* **WORK TO BE COMPLETED**:
Everything in the listing must be transcribed exactly, from the first line to the last.

* **EXTRACTED INFORMATION**:
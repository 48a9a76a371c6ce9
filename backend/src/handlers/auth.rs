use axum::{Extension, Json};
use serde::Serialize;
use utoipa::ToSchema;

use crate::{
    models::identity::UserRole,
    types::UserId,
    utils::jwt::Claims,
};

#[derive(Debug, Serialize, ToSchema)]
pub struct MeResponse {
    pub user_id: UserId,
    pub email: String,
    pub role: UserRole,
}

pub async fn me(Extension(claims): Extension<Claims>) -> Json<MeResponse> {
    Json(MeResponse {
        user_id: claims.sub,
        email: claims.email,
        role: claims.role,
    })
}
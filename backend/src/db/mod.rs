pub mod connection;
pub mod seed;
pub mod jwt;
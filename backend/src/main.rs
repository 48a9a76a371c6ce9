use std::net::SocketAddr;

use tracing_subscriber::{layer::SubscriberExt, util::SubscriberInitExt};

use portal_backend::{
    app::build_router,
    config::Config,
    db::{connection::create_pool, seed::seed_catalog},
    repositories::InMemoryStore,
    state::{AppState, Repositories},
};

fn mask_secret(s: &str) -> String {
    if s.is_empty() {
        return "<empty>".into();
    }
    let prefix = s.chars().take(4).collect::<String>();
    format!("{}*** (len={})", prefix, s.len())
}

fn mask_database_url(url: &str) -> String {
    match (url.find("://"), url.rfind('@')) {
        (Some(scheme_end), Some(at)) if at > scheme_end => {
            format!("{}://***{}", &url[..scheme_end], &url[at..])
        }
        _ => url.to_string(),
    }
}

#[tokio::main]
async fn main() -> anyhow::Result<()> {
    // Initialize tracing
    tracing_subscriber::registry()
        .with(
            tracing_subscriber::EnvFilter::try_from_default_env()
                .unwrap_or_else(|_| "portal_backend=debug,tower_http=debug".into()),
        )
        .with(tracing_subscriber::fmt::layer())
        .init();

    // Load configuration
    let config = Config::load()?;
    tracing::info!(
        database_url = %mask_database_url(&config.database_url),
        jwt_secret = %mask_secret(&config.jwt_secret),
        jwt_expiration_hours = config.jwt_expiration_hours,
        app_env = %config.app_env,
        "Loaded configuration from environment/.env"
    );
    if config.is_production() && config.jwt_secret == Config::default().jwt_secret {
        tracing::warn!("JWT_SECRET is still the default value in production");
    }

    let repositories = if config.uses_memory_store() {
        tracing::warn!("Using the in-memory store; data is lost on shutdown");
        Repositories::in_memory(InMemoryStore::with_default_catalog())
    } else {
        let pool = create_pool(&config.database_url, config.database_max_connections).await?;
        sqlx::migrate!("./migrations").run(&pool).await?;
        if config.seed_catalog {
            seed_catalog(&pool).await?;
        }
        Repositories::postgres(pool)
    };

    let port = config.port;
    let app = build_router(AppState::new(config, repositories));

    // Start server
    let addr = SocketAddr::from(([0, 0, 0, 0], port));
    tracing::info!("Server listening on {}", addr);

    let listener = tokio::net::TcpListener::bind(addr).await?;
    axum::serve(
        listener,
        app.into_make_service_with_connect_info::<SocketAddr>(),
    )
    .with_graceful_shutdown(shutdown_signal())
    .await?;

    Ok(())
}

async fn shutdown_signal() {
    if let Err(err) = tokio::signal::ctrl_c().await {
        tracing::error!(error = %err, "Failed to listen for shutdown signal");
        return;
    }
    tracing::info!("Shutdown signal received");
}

* **RESULT OF THIS TASK**:
repository 48a9a76a371c6ce9
filename backend/src/handlers/auth.rs
use axum::{Extension, Json};
use serde::Serialize;
use utoipa::ToSchema;

use crate::{
    models::identity::UserRole,
    types::UserId,
    utils::jwt::Claims,
};

#[derive(Debug, Serialize, ToSchema)]
pub struct MeResponse {
    pub user_id: UserId,
    pub email: String,
    pub role: UserRole,
}

pub async fn me(Extension(claims): Extension<Claims>) -> Json<MeResponse> {
    Json(MeResponse {
        user_id: claims.sub,
        email: claims.email,
        role: claims.role,
    })
}
filename backend/src/db/mod.rs
pub mod connection;
pub mod seed;
pub mod jwt;
filename backend/src/main.rs
repository 48a9a76a371c6ce9
use std::net::SocketAddr;

use tracing_subscriber::{layer::SubscriberExt, util::SubscriberInitExt};

use portal_backend::{
    app::build_router,
    config::Config,
    db::{connection::create_pool, seed::seed_catalog},
    repositories::InMemoryStore,
    state::{AppState, Repositories},
};

fn mask_secret(s: &str) -> String {
    if s.is_empty() {
        return "<empty>".into();
    }
    let prefix = s.chars().take(4).collect::<String>();
    format!("{}*** (len={})", prefix, s.len())
}

fn mask_database_url(url: &str) -> String {
    match (url.find("://"), url.rfind('@')) {
        (Some(scheme_end), Some(at)) if at > scheme_end => {
            format!("{}://***{}", &url[..scheme_end], &url[at..])
        }
        _ => url.to_string(),
    }
}

#[tokio::main]
async fn main() -> anyhow::Result<()> {
    // Initialize tracing
    tracing_subscriber::registry()
        .with(
            tracing_subscriber::EnvFilter::try_from_default_env()
                .unwrap_or_else(|_| "portal_backend=debug,tower_http=debug".into()),
        )
        .with(tracing_subscriber::fmt::layer())
        .init();

    // Load configuration
    let config = Config::load()?;
    tracing::info!(
        database_url = %mask_database_url(&config.database_url),
        jwt_secret = %mask_secret(&config.jwt_secret),
        jwt_expiration_hours = config.jwt_expiration_hours,
        app_env = %config.app_env,
        "Loaded configuration from environment/.env"
    );
    if config.is_production() && config.jwt_secret == Config::default().jwt_secret {
        tracing::warn!("JWT_SECRET is still the default value in production");
    }

    let repositories = if config.uses_memory_store() {
        tracing::warn!("Using the in-memory store; data is lost on shutdown");
        Repositories::in_memory(InMemoryStore::with_default_catalog())
    } else {
        let pool = create_pool(&config.database_url, config.database_max_connections).await?;
        sqlx::migrate!("./migrations").run(&pool).await?;
        if config.seed_catalog {
            seed_catalog(&pool).await?;
        }
        Repositories::postgres(pool)
    };

    let port = config.port;
    let app = build_router(AppState::new(config, repositories));

    // Start server
    let addr = SocketAddr::from(([0, 0, 0, 0], port));
    tracing::info!("Server listening on {}", addr);

    let listener = tokio::net::TcpListener::bind(addr).await?;
    axum::serve(
        listener,
        app.into_make_service_with_connect_info::<SocketAddr>(),
    )
    .with_graceful_shutdown(shutdown_signal())
    .await?;

    Ok(())
}

async fn shutdown_signal() {
    if let Err(err) = tokio::signal::ctrl_c().await {
        tracing::error!(error = %err, "Failed to listen for shutdown signal");
        return;
    }
    tracing::info!("Shutdown signal received");
}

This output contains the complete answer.